Preface
This book was born out of my personal need to have a reference to text analysis that was light on the text and more on the code. Having been taught the basics of text analysis from various RLadies meetups who reference Text Mining with R by Julia Silge and David Robinson. This book is to be a reference for those who already read Text Mining with R and to see what the Quanteda library offers while keeping the tutorials together.
There are numerous YouTube videos covering the TidyText library with gutenbergr
or janeaustenr
libraries to show the functionality of the tidytext library. The Quanteda library has some videos and this book goes through their tutorial. This book aims to be an inclusive reference for text analysis, as to help as many people as possible.

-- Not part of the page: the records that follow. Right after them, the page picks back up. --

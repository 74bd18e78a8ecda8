//! Section merge logic
//!
//! Merge semantics, applied layer by layer:
//! - Sections: added wholesale on first appearance
//! - Options: later layer overwrites the same key, other keys survive
//! - Autoexec: never merged here, it is appended by the caller

use log::debug;

use super::source::{Sections, AUTOEXEC_SECTION};

/// Merge `overlay` into `base`.
pub fn merge_sections(base: &mut Sections, overlay: Sections) {
    for (name, options) in overlay {
        if name == AUTOEXEC_SECTION {
            continue;
        }
        match base.get_mut(&name) {
            Some(existing) => {
                for (key, value) in options {
                    debug!("[{}] {}={}", name, key, value);
                    existing.insert(key, value);
                }
            }
            None => {
                debug!("[{}] added with {} option(s)", name, options.len());
                base.insert(name, options);
            }
        }
    }
}

/// Merge multiple layers in order (first is base, last has highest precedence)
pub fn merge_layers(layers: Vec<Sections>) -> Sections {
    layers.into_iter().fold(Sections::new(), |mut acc, layer| {
        merge_sections(&mut acc, layer);
        acc
    })
}

#[cfg(test)]
mod tests {
    use super::*;
    use crate::config::source::Section;

    fn layer(entries: &[(&str, &[(&str, &str)])]) -> Sections {
        entries
            .iter()
            .map(|(name, opts)| {
                let section: Section = opts
                    .iter()
                    .map(|(k, v)| (k.to_string(), v.to_string()))
                    .collect();
                (name.to_string(), section)
            })
            .collect()
    }

    #[test]
    fn test_option_override() {
        let mut base = layer(&[("cpu", &[("core", "auto")])]);
        merge_sections(&mut base, layer(&[("cpu", &[("core", "dynamic")])]));
        assert_eq!(base["cpu"]["core"], "dynamic");
    }

    #[test]
    fn test_untouched_options_survive() {
        let mut base = layer(&[("cpu", &[("core", "auto"), ("cycles", "max")])]);
        merge_sections(&mut base, layer(&[("cpu", &[("core", "normal")])]));

        assert_eq!(base["cpu"]["core"], "normal");
        assert_eq!(base["cpu"]["cycles"], "max");
    }

    #[test]
    fn test_untouched_section_survives() {
        let mut base = layer(&[("dos", &[("xms", "false"), ("ems", "true")])]);
        let before = base["dos"].clone();
        merge_sections(&mut base, layer(&[("cpu", &[("core", "auto")])]));

        assert_eq!(base["dos"], before);
        assert_eq!(base["cpu"]["core"], "auto");
    }

    #[test]
    fn test_keys_are_case_sensitive() {
        let mut base = layer(&[("sblaster", &[("irq", "5")])]);
        merge_sections(&mut base, layer(&[("sblaster", &[("IRQ", "7")])]));

        assert_eq!(base["sblaster"]["irq"], "5");
        assert_eq!(base["sblaster"]["IRQ"], "7");
    }

    #[test]
    fn test_autoexec_section_is_ignored() {
        let mut base = Sections::new();
        merge_sections(&mut base, layer(&[("autoexec", &[("mount c", "")])]));
        assert!(base.is_empty());
    }

    #[test]
    fn test_merge_layers() {
        let file1 = layer(&[("cpu", &[("core", "auto")]), ("dos", &[("umb", "true")])]);
        let file2 = layer(&[("cpu", &[("core", "dynamic")])]);
        let tweak = layer(&[("sblaster", &[("force_irq", "5")])]);

        let result = merge_layers(vec![file1, file2, tweak]);

        assert_eq!(result["cpu"]["core"], "dynamic");
        assert_eq!(result["dos"]["umb"], "true");
        assert_eq!(result["sblaster"]["force_irq"], "5");
    }
}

As I learn more skills and use-cases this book will expand, where I will include tutorials from YouTube or elsewhere as to be a quick guide. In some sense a refresher on what functions to call for a particular task. The goal is to show as many real world examples as I come across and/or have access to.
Outline
Chapter 1 Quanteda - goes through the official Quanteda tutorial but different examples and concise corpus dataframes in examples. This tutorial of the library is simplified with verbose variable names and code chunk comments.
Chapter 2 TidyText - goes through most of the chapters and topics of the book but without much depth or explanation. The data used in this section uses data from Twitter and from some webscraping as to differentiate this book and Julia Silge and David Robinson’s work. Since this section uses different data and far less text for explanations, it should be fair that for those who need further explanation, please read the source material.
Future plans
This book has plans on expanding libraries and examples from various sources. Part of the plan is to expand part of this book to Python Text Analysis using the SpaCy library.
About this book
This book has no math formulas, as this book is for those who just want to code and/or refresh their knowledge.
This book uses the %>%
magrittr pipe and uses =
instead of the <-
assignments. This book tries to use the full library and function syntax such as tidytext::unnest_tokens()
when the function being called is not widely known or used.
Code comments were used in effort to inform the reader of what is happening, what some of the output means and the section queries. This book aims on being clear and to the point, where the reader should be able to go to any section and follow along.
The data visualizations all use the ggdark::darkmode()
function, as to blend with the book dark theme, however this is optional for the reader and can omit this line of code.